We present a discrete, unsupervised multi-region competition algorithm for image segmentation over different energy functionals. The number of regions present in an image does not need to be known a priori, nor their photometric properties. The algorithm jointly estimates the number of regions, their photometries, and their contours. The required regularization is provided by defining a region as a connected set of pixels. The evolving contours in the image are represented by computational particles that move as driven by an energy-minimization algorithm.
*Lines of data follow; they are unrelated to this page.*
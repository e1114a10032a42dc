//! `exec` provider: shell commands with idempotence guards.
use anyhow::Result;
use serde_json::Value;
use std::path::{Path, PathBuf};

use super::error::ResourceError;
use super::{Resource, ResourceChange, ResourceDescriptor, ResourceState};
use crate::exec::Executor;
use crate::operations::FileSystemOps;

/// A command run through `sh -c`, guarded by `creates`, `unless` and `onlyif`.
///
/// `command` defaults to the resource name.  `path` replaces `PATH` for the
/// command and its guards; `cwd` sets the working directory.
#[derive(Debug)]
pub struct ExecResource<'a> {
    name: String,
    command: String,
    cwd: PathBuf,
    path: Option<String>,
    creates: Option<PathBuf>,
    unless: Option<String>,
    onlyif: Option<String>,
    executor: &'a dyn Executor,
    fs_ops: &'a dyn FileSystemOps,
}

impl<'a> ExecResource<'a> {
    /// Interpret an `exec` descriptor.
    ///
    /// # Errors
    ///
    /// Returns [`ResourceError::InvalidAttribute`] if a known attribute is
    /// not a string.
    pub fn from_descriptor(
        descriptor: &ResourceDescriptor,
        executor: &'a dyn Executor,
        fs_ops: &'a dyn FileSystemOps,
    ) -> Result<Self, ResourceError> {
        let text = |key: &str| string_attribute(descriptor, key);
        Ok(Self {
            name: descriptor.name().to_string(),
            command: text("command")?.unwrap_or_else(|| descriptor.name().to_string()),
            cwd: text("cwd")?.map_or_else(|| PathBuf::from("."), PathBuf::from),
            path: text("path")?,
            creates: text("creates")?.map(PathBuf::from),
            unless: text("unless")?,
            onlyif: text("onlyif")?,
            executor,
            fs_ops,
        })
    }

    fn env(&self) -> Vec<(&str, &str)> {
        self.path
            .as_deref()
            .map(|p| vec![("PATH", p)])
            .unwrap_or_default()
    }

    fn probe(&self, command: &str) -> Result<bool> {
        let result =
            self.executor
                .run_unchecked(&self.cwd, "sh", &["-c", command], &self.env())?;
        Ok(result.success)
    }

    /// Working directory the command runs in.
    #[must_use]
    pub fn cwd(&self) -> &Path {
        &self.cwd
    }
}

/// Read an optional string attribute, rejecting other types.
pub(super) fn string_attribute(
    descriptor: &ResourceDescriptor,
    key: &str,
) -> Result<Option<String>, ResourceError> {
    match descriptor.get(key) {
        None | Some(Value::Null) => Ok(None),
        Some(Value::String(s)) => Ok(Some(s.clone())),
        Some(other) => Err(ResourceError::InvalidAttribute {
            resource: descriptor.to_string(),
            attribute: key.to_string(),
            reason: format!("expected a string, found {other}"),
        }),
    }
}

impl Resource for ExecResource<'_> {
    fn description(&self) -> String {
        format!("exec[{}]", self.name)
    }

    fn verb(&self) -> &'static str {
        "run"
    }

    fn current_state(&self) -> Result<ResourceState> {
        if let Some(creates) = &self.creates
            && self.fs_ops.exists(creates)
        {
            return Ok(ResourceState::Correct);
        }
        if let Some(unless) = &self.unless
            && self.probe(unless)?
        {
            return Ok(ResourceState::Correct);
        }
        if let Some(onlyif) = &self.onlyif
            && !self.probe(onlyif)?
        {
            return Ok(ResourceState::Correct);
        }
        Ok(ResourceState::Missing)
    }

    fn apply(&self) -> Result<ResourceChange> {
        let result =
            self.executor
                .run_unchecked(&self.cwd, "sh", &["-c", &self.command], &self.env())?;
        if !result.success {
            return Err(ResourceError::ExecutionFailed {
                resource: self.description(),
                exit_code: result.code.unwrap_or(-1),
                stderr: result.stderr.trim().to_string(),
            }
            .into());
        }
        Ok(ResourceChange::Applied)
    }
}

#[cfg(test)]
#[allow(clippy::expect_used, clippy::unwrap_used, clippy::indexing_slicing)]
mod tests {
    use super::*;
    use crate::operations::MockFileSystemOps;
    use crate::resources::test_helpers::MockExecutor;
    use crate::resources::{ResourceKind, attributes};
    use serde_json::json;

    fn descriptor(name: &str, attrs: Value) -> ResourceDescriptor {
        let mut d = ResourceDescriptor::new(ResourceKind::Exec, name);
        d.merge(attributes(attrs));
        d
    }

    #[test]
    fn command_defaults_to_name() {
        let executor = MockExecutor::with_responses(vec![(true, String::new())]);
        let fs = MockFileSystemOps::new();
        let d = descriptor("echo hi", json!({}));
        let exec = ExecResource::from_descriptor(&d, &executor, &fs).unwrap();
        assert_eq!(exec.description(), "exec[echo hi]");
        assert_eq!(exec.cwd(), Path::new("."));
        exec.apply().unwrap();
        assert_eq!(executor.calls(), ["sh -c echo hi"]);
    }

    #[test]
    fn missing_without_guards() {
        let executor = MockExecutor::default();
        let fs = MockFileSystemOps::new();
        let d = descriptor("migrate", json!({"command": "true"}));
        let exec = ExecResource::from_descriptor(&d, &executor, &fs).unwrap();
        assert_eq!(exec.current_state().unwrap(), ResourceState::Missing);
        assert!(executor.calls().is_empty());
    }

    #[test]
    fn creates_guard_satisfied_by_existing_path() {
        let executor = MockExecutor::default();
        let fs = MockFileSystemOps::new().with_file("/srv/app/.done", "");
        let d = descriptor(
            "bootstrap",
            json!({"command": "make", "creates": "/srv/app/.done"}),
        );
        let exec = ExecResource::from_descriptor(&d, &executor, &fs).unwrap();
        assert_eq!(exec.current_state().unwrap(), ResourceState::Correct);
    }

    #[test]
    fn unless_success_means_correct() {
        let executor = MockExecutor::with_responses(vec![(true, String::new())]);
        let fs = MockFileSystemOps::new();
        let d = descriptor("useradd", json!({"unless": "id deploy"}));
        let exec = ExecResource::from_descriptor(&d, &executor, &fs).unwrap();
        assert_eq!(exec.current_state().unwrap(), ResourceState::Correct);
        assert_eq!(executor.calls(), ["sh -c id deploy"]);
    }

    #[test]
    fn onlyif_failure_means_correct() {
        let executor = MockExecutor::with_responses(vec![(false, String::new())]);
        let fs = MockFileSystemOps::new();
        let d = descriptor("reload", json!({"onlyif": "test -f /run/nginx.pid"}));
        let exec = ExecResource::from_descriptor(&d, &executor, &fs).unwrap();
        assert_eq!(exec.current_state().unwrap(), ResourceState::Correct);
    }

    #[test]
    fn failing_command_is_an_error() {
        let executor = MockExecutor::with_responses(vec![(false, String::new())]);
        let fs = MockFileSystemOps::new();
        let d = descriptor("broken", json!({"command": "false"}));
        let exec = ExecResource::from_descriptor(&d, &executor, &fs).unwrap();
        let err = exec.apply().unwrap_err();
        assert!(err.to_string().contains("exec[broken]"), "{err}");
    }

    #[test]
    fn non_string_attribute_is_rejected() {
        let executor = MockExecutor::default();
        let fs = MockFileSystemOps::new();
        let d = descriptor("x", json!({"command": 42}));
        let err = ExecResource::from_descriptor(&d, &executor, &fs).unwrap_err();
        assert!(matches!(err, ResourceError::InvalidAttribute { ref attribute, .. } if attribute == "command"));
    }
}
We present an efficient discrete algorithm that allows minimizing a range of well-known energy functionals under the topological constraint of regions being connected components. The presented framework and algorithms are implemented in the open-source Insight Toolkit (ITK) image-processing library.
我们提出了一种离散的、无监督的多区域竞争算法,用于对不同能量泛函的图像进行分割。图像中存在的区域数量不需要事先知道,也不需要知道它们的光度特性。该算法联合估计区域的数量、它们的光度和它们的轮廓。通过将区域定义为像素的连通集来提供所需的正则化。图像中不断演化的轮廓由计算粒子表示,这些粒子根据能量最小化算法的驱动而移动。我们提出了一种有效的离散算法,允许在区域是连通分量的拓扑约束下,对一系列众所周知的能量泛函进行最小化。所提出的框架和算法已在开源 Insight Toolkit (ITK) 图像处理库中实现。